Extracted records:
..............................
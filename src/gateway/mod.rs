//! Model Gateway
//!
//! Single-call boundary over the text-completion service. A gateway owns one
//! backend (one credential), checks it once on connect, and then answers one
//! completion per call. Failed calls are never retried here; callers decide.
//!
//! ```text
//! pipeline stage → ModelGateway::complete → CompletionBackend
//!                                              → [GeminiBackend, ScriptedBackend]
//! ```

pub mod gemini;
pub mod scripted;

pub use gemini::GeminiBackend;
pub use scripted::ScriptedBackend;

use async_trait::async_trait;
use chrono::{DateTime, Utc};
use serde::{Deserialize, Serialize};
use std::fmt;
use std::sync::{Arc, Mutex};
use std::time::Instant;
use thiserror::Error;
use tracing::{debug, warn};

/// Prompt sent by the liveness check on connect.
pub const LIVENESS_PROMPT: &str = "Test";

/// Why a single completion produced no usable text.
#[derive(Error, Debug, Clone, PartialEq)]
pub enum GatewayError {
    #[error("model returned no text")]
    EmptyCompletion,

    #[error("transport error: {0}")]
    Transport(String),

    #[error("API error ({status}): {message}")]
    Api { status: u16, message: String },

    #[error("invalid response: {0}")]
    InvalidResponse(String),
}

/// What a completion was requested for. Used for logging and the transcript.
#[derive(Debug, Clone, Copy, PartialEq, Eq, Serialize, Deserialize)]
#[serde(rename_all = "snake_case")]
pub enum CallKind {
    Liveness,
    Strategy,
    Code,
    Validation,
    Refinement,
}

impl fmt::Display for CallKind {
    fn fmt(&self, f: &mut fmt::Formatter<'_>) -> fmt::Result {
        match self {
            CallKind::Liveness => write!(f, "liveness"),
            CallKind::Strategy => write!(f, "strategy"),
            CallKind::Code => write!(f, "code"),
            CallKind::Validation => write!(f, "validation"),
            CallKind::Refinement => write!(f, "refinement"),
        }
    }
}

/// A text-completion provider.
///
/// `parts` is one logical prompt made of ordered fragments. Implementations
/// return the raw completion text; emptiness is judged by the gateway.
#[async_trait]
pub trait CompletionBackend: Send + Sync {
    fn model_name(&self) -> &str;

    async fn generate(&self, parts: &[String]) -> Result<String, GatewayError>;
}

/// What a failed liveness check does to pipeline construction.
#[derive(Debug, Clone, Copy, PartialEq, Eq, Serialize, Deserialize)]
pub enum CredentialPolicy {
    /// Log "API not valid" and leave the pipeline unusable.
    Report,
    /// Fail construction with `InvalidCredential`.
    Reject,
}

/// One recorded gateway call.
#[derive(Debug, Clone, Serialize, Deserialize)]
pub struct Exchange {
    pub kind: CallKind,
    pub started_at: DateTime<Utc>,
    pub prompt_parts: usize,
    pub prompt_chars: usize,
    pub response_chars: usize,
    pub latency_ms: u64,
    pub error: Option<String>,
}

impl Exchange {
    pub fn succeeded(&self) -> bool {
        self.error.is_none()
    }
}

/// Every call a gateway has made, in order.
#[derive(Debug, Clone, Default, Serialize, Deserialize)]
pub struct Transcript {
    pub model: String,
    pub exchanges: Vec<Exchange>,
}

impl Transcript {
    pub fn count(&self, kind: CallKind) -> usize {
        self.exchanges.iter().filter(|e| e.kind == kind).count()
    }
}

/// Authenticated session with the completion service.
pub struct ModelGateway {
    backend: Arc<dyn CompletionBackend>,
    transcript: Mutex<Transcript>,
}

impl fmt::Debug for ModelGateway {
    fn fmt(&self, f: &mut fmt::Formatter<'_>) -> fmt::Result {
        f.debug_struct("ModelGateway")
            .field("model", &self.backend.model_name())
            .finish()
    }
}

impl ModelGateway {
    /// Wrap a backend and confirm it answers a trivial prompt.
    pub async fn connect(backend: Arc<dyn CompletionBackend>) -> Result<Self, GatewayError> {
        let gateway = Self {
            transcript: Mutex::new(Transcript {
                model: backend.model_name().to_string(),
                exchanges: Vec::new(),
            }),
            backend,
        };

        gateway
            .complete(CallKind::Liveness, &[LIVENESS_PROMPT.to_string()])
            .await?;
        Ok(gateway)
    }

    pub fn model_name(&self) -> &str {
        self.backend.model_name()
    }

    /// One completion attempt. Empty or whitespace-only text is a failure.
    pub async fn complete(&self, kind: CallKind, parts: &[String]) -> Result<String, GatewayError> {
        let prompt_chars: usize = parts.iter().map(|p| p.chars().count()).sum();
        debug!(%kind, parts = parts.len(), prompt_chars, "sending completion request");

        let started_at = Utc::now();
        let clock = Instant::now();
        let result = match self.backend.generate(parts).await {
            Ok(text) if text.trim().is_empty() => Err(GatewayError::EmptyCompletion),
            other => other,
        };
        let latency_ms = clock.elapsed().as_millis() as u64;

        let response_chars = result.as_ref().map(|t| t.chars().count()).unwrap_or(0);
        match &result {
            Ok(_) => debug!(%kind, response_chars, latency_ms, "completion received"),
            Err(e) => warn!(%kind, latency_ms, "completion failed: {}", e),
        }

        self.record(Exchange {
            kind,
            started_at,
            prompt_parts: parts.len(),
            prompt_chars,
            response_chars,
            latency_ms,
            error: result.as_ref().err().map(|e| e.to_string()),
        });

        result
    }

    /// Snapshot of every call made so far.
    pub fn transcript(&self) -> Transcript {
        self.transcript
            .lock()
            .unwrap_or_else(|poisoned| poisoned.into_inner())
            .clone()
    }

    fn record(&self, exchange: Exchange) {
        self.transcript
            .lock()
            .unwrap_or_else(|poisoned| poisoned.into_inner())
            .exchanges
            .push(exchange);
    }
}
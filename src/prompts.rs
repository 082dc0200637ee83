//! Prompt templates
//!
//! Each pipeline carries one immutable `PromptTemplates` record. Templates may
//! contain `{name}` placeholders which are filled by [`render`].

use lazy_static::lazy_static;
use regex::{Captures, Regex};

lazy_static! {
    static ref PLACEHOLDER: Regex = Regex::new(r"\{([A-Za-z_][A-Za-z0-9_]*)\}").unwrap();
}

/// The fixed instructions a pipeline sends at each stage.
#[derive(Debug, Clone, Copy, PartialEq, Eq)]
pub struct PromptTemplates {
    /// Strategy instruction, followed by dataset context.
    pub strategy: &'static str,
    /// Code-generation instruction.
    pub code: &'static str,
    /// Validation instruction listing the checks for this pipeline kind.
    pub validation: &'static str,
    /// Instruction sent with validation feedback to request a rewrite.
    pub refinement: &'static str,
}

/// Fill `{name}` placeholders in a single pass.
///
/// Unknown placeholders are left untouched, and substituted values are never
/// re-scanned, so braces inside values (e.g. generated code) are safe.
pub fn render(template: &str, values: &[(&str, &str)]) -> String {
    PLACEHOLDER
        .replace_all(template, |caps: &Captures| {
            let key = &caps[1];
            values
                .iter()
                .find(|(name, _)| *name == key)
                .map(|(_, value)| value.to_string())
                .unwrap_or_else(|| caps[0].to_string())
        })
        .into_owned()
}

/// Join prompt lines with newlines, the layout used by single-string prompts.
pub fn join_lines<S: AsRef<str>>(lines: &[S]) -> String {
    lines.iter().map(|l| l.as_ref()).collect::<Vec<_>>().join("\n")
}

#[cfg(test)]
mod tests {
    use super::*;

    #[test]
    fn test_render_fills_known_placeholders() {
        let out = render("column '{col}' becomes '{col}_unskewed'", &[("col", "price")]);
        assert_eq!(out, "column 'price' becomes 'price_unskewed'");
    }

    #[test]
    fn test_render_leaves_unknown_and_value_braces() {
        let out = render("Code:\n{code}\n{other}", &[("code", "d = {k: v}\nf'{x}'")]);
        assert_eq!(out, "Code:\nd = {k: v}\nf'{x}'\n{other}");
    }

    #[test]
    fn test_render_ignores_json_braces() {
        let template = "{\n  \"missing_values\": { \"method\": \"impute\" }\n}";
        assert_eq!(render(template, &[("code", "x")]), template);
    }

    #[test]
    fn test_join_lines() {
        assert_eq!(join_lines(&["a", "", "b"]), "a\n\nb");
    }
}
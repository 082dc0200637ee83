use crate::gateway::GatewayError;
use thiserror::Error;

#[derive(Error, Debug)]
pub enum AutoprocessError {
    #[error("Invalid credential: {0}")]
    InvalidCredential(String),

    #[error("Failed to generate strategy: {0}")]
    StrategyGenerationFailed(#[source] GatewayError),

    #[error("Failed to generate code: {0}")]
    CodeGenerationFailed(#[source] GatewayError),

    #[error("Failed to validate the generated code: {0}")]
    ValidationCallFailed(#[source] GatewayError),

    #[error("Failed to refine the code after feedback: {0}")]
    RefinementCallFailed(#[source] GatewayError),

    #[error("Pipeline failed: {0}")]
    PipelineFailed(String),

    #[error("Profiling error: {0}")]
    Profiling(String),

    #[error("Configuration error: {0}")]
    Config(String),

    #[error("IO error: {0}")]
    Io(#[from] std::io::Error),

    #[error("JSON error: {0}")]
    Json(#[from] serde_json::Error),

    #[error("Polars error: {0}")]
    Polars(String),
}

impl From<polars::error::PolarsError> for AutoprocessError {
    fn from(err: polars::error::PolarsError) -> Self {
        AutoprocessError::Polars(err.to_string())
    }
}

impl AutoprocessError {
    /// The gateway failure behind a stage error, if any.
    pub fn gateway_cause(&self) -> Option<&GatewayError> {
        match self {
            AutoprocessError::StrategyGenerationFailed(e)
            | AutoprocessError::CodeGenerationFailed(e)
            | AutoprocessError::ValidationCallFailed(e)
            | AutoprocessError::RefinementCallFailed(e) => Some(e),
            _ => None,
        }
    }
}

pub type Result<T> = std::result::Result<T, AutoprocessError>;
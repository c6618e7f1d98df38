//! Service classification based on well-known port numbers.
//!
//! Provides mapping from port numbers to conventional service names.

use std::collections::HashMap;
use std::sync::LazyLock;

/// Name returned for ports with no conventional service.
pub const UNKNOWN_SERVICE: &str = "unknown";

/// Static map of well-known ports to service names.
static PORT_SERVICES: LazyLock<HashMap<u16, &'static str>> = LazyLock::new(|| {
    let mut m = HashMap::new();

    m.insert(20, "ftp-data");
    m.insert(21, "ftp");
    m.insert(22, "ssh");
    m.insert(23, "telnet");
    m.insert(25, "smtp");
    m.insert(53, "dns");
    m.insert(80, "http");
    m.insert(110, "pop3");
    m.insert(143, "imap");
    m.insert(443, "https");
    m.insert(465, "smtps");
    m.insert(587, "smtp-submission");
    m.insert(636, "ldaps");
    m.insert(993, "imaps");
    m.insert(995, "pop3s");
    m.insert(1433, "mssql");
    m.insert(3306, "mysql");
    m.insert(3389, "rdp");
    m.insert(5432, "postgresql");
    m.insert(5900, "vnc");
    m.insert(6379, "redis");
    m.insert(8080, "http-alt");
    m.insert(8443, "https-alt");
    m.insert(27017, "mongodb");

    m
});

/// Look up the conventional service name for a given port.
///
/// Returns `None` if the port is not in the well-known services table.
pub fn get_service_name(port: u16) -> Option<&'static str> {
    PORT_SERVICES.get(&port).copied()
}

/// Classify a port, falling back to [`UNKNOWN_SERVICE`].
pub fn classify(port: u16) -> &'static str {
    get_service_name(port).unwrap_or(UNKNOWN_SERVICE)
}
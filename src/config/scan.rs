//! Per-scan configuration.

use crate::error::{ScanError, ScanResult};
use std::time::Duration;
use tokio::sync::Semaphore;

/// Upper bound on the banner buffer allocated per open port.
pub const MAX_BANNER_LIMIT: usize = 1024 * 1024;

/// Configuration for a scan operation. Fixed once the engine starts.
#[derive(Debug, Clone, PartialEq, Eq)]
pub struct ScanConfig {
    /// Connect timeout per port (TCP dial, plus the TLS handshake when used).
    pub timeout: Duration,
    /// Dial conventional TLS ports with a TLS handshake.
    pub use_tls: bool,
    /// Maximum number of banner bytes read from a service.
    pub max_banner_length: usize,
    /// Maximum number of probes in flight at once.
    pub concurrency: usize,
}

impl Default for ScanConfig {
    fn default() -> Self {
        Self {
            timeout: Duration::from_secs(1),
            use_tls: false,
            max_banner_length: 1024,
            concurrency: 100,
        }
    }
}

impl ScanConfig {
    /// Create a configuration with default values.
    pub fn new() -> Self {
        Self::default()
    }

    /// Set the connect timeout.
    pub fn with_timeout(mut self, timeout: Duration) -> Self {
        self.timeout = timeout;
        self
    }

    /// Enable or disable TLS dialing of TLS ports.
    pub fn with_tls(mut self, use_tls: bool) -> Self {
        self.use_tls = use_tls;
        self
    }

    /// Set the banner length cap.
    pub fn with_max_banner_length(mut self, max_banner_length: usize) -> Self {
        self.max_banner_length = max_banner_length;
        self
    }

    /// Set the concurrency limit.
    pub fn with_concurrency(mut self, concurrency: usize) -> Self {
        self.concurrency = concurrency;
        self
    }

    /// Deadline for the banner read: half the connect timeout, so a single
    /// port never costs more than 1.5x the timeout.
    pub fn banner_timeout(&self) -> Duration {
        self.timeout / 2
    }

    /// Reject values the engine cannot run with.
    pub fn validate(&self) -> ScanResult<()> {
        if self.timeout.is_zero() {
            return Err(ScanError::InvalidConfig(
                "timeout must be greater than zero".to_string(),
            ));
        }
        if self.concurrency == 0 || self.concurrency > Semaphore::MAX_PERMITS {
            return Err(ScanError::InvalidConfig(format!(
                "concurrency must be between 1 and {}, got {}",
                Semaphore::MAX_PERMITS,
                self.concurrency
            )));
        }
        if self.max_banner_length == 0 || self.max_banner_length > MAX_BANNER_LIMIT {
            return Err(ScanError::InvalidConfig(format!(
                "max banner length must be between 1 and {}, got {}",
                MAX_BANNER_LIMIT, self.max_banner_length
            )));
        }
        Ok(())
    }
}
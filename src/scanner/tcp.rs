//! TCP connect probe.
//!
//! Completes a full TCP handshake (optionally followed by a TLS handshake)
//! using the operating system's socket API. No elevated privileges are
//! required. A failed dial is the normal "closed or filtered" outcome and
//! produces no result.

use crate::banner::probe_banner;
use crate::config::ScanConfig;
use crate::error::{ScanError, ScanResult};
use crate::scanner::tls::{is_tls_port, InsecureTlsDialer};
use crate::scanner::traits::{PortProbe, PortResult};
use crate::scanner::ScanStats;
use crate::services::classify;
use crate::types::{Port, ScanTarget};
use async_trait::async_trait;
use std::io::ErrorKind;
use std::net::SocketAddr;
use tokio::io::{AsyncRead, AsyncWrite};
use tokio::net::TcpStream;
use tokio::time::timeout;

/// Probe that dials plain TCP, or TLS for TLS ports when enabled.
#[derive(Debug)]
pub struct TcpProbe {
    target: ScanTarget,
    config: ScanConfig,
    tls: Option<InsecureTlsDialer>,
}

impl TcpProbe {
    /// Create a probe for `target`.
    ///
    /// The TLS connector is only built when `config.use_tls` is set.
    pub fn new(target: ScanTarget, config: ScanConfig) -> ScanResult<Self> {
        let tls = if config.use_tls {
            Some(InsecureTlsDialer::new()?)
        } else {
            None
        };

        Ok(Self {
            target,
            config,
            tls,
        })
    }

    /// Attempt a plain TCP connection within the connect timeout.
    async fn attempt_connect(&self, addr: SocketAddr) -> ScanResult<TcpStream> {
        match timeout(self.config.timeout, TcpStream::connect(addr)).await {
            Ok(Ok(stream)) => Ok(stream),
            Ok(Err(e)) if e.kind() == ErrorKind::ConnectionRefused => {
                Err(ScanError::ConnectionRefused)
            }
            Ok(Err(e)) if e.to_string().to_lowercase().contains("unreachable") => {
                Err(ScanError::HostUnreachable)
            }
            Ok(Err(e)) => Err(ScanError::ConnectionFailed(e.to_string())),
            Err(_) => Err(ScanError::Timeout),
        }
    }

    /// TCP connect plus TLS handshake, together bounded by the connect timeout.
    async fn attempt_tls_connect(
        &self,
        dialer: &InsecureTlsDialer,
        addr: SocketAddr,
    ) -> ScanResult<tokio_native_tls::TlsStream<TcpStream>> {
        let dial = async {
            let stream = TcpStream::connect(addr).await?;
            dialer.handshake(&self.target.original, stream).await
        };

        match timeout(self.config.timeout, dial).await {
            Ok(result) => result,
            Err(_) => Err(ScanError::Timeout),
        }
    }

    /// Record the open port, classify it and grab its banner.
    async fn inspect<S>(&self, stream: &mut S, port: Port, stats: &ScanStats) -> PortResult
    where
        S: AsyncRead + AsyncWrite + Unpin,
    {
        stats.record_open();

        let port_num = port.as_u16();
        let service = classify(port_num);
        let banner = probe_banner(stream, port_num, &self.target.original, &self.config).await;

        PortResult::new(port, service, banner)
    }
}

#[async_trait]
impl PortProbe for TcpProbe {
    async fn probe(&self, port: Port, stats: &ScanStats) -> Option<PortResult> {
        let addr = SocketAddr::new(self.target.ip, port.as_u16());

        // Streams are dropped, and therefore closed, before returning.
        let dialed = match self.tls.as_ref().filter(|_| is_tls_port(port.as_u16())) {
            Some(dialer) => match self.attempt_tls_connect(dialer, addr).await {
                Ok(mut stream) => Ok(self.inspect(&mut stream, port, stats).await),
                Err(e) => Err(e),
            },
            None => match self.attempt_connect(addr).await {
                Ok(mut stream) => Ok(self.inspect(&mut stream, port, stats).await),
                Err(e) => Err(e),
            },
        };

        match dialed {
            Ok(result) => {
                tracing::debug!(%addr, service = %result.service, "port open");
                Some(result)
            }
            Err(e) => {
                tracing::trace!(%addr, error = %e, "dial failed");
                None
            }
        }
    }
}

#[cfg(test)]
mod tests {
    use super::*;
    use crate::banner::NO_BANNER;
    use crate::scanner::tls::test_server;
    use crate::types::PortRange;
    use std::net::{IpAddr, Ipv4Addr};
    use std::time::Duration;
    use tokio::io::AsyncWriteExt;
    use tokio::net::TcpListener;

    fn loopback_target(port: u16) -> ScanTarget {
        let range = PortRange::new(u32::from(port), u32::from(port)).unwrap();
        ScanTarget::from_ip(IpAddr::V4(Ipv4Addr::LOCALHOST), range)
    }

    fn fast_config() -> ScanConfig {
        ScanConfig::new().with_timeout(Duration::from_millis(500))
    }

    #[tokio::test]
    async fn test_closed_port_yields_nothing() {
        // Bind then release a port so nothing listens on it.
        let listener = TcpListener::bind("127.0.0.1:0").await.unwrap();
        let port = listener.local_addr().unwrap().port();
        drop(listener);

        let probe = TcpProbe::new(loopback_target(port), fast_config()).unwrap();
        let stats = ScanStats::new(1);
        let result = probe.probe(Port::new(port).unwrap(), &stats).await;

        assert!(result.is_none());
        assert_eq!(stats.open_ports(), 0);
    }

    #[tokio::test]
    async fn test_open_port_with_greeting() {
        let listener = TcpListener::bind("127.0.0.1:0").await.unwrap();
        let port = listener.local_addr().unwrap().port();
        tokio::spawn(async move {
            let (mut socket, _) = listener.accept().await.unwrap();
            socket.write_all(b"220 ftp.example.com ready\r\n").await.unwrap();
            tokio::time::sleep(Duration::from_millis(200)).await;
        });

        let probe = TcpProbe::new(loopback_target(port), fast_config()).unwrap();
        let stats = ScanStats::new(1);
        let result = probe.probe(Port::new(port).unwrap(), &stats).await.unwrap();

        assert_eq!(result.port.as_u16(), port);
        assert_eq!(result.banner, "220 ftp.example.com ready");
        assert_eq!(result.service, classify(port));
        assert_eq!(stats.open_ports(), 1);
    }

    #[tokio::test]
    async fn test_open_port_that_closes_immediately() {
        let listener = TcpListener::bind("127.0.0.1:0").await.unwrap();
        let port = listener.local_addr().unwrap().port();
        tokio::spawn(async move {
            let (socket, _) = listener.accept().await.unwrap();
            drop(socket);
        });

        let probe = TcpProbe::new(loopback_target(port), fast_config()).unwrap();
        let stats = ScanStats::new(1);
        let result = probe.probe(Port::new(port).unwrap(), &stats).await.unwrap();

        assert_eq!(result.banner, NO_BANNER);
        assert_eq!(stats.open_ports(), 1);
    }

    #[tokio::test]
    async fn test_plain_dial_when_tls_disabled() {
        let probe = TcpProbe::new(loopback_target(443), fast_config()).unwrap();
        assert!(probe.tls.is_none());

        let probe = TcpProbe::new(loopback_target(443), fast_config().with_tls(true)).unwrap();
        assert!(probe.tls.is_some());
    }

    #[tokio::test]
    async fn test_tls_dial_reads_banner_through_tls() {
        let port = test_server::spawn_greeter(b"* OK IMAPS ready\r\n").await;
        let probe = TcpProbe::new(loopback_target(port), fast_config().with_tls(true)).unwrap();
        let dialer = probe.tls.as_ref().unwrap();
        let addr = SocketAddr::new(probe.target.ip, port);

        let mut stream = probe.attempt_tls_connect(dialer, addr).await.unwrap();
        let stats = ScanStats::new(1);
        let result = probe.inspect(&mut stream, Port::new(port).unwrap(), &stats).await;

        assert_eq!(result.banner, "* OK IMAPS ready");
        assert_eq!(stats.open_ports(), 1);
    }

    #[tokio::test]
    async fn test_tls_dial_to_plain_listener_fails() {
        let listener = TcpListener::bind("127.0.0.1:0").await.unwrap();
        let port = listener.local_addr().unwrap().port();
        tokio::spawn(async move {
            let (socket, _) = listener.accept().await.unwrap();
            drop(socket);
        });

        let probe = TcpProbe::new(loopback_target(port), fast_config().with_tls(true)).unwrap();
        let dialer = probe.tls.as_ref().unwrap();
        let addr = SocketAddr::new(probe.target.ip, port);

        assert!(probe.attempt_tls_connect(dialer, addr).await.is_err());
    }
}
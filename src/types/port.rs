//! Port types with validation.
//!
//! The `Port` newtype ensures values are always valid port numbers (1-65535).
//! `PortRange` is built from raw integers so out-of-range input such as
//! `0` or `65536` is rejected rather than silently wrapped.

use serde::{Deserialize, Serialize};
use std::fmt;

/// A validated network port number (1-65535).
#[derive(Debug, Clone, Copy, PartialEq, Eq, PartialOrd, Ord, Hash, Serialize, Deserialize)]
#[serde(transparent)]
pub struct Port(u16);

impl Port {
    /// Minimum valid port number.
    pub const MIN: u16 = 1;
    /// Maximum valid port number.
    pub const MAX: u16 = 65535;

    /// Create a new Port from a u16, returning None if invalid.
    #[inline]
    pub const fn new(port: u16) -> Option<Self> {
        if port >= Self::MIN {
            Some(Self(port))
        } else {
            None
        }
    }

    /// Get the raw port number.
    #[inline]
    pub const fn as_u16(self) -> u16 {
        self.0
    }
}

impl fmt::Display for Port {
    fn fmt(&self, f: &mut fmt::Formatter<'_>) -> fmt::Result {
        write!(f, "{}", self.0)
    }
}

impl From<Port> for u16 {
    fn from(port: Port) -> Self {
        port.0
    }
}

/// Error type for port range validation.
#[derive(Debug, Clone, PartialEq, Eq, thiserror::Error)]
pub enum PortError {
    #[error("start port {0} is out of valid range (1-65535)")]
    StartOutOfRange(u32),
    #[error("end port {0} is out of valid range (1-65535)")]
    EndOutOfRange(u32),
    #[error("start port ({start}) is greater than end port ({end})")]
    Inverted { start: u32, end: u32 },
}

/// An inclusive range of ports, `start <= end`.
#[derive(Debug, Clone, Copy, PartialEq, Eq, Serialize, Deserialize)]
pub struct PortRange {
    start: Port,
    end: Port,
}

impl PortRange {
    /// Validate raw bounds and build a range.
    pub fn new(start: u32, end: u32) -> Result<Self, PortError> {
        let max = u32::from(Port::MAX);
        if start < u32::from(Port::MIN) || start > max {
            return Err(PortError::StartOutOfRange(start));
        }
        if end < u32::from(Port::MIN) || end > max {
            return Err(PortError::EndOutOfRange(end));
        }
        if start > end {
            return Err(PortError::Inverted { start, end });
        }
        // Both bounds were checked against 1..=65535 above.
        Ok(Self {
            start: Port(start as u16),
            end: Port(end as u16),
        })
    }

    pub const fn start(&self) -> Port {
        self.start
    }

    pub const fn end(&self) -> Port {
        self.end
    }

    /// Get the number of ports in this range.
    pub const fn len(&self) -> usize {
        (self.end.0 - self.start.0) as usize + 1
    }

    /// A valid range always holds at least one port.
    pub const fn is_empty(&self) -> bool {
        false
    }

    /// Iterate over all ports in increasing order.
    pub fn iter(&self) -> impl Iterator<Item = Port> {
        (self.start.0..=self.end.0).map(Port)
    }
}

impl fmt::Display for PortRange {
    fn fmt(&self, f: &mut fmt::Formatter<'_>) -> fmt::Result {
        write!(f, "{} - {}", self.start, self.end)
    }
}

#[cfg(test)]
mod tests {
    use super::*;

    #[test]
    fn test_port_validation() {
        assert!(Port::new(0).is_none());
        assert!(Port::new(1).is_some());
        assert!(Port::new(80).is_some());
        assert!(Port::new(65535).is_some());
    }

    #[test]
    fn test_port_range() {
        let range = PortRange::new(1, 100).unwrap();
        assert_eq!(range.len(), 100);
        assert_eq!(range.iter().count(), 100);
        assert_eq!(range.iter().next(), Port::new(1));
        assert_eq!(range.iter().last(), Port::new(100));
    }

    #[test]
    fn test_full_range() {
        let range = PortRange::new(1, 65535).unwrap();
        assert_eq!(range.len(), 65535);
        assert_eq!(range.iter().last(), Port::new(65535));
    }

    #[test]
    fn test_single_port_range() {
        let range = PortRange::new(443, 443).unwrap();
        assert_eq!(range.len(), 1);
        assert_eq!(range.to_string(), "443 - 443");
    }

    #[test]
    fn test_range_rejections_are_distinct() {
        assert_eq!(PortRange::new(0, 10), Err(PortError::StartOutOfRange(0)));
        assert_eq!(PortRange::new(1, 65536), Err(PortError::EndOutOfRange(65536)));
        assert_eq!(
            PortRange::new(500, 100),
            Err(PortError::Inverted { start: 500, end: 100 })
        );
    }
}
..............................
Task goal:
Reproduce word for word the material above, starting with the line that has "of TLS ports." and stopping after the line that has "pub fn with_concurrency(mut".

Written answer:
    /// Enable or disable TLS dialing of TLS ports.
    pub fn with_tls(mut self, use_tls: bool) -> Self {
        self.use_tls = use_tls;
        self
    }

    /// Set the banner length cap.
    pub fn with_max_banner_length(mut self, max_banner_length: usize) -> Self {
        self.max_banner_length = max_banner_length;
        self
    }

    /// Set the concurrency limit.
    pub fn with_concurrency(mut self, concurrency: usize) -> Self {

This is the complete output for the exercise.